[Recorded data — start]

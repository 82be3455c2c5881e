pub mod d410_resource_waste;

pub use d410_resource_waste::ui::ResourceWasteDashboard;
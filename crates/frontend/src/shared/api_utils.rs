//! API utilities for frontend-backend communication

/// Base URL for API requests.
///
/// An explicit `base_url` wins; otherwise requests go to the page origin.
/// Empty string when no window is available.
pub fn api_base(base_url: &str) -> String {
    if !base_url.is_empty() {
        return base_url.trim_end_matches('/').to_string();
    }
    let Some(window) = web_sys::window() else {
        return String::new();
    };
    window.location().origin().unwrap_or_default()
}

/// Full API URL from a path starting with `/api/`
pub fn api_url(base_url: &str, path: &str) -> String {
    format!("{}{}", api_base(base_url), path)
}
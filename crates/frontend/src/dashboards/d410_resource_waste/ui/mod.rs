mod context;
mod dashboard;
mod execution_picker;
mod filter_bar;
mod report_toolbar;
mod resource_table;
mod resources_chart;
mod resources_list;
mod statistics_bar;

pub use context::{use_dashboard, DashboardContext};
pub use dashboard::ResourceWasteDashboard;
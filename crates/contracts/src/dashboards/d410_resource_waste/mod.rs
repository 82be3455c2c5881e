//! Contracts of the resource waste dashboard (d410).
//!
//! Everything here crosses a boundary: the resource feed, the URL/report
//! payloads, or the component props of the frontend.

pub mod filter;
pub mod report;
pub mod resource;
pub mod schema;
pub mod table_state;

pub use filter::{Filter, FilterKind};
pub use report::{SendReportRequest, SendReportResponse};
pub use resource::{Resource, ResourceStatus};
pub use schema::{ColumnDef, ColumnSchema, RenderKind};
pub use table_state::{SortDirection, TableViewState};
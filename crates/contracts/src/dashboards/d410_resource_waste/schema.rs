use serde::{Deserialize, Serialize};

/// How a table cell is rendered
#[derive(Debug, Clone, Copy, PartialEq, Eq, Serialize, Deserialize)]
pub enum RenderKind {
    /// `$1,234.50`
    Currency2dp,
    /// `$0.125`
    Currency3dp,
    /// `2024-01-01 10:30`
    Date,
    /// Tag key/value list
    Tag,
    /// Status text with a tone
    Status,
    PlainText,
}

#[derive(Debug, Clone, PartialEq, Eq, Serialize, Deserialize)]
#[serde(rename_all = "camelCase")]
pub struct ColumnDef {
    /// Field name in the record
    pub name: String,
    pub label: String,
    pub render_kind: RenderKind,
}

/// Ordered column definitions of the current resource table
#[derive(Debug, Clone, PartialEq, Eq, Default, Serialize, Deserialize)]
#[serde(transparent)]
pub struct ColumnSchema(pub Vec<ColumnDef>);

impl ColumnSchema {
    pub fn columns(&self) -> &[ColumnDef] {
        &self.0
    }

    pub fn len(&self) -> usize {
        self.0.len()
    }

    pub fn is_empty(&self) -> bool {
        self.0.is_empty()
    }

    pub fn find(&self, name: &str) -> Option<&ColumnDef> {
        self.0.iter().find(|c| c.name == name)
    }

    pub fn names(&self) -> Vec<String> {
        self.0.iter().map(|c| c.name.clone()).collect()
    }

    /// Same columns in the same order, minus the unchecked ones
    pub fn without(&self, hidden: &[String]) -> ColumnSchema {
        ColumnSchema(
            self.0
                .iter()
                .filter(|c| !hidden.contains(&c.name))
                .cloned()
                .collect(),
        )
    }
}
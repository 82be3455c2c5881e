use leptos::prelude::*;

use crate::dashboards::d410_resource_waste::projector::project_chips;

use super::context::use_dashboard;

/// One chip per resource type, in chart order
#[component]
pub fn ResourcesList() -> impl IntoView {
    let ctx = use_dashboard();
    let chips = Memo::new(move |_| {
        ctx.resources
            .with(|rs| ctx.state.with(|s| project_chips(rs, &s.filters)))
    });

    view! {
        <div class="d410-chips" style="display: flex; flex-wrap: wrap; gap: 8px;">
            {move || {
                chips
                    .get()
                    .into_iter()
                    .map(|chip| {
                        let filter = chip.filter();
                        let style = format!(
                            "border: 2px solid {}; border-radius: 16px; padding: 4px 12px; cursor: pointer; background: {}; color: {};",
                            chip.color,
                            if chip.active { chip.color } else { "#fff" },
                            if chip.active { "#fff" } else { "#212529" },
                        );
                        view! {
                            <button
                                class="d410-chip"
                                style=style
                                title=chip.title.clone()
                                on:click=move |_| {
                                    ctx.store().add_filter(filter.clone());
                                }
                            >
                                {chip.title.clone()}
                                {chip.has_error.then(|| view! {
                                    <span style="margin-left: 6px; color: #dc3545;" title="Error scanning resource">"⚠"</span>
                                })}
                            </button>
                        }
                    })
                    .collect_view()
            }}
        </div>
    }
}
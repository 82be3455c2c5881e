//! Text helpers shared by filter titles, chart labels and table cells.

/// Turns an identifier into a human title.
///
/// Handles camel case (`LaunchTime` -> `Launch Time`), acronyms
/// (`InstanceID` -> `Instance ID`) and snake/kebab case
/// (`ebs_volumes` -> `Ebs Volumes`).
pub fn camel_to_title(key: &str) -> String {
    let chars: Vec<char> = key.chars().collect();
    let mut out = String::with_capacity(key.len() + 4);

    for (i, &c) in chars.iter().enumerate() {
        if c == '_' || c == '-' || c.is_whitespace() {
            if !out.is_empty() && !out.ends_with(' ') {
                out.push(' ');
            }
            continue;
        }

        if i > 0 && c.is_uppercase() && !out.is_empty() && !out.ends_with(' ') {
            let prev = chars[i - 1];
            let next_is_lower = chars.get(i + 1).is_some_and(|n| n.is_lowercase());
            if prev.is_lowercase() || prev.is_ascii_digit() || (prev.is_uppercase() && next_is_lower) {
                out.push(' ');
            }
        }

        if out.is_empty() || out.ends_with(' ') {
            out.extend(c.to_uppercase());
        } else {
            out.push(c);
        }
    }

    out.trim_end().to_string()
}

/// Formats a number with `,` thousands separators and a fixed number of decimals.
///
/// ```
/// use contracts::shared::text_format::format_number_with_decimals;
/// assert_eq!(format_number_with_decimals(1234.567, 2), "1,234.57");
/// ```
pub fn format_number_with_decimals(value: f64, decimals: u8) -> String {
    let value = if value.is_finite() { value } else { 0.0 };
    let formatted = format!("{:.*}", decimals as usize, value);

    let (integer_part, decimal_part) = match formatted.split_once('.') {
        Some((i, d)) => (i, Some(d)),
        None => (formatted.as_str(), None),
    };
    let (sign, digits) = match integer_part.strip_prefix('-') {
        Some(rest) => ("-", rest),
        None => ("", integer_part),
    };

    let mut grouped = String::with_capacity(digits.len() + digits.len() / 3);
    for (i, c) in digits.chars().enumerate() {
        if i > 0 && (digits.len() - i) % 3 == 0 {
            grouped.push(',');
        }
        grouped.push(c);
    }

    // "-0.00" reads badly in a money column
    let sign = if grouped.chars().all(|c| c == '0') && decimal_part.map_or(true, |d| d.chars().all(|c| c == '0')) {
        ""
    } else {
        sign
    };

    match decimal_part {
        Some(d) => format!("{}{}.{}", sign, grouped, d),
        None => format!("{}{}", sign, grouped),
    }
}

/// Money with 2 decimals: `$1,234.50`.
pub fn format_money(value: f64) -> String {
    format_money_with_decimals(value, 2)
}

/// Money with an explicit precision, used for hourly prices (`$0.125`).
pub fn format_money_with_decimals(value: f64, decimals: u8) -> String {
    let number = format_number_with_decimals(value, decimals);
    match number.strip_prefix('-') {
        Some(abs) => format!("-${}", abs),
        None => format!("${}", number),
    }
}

[Recorded data — finish]

→ **What is expected**
Quote only the stretch of lines that starts the data above and ends with the line containing "let Some(window) = web_sys::window()", both included.

→ **Solution**
repository 82be3455c2c5881e
pub mod d410_resource_waste;

pub use d410_resource_waste::ui::ResourceWasteDashboard;
filename crates/frontend/src/shared/api_utils.rs
//! API utilities for frontend-backend communication

/// Base URL for API requests.
///
/// An explicit `base_url` wins; otherwise requests go to the page origin.
/// Empty string when no window is available.
pub fn api_base(base_url: &str) -> String {
    if !base_url.is_empty() {
        return base_url.trim_end_matches('/').to_string();
    }
    let Some(window) = web_sys::window() else {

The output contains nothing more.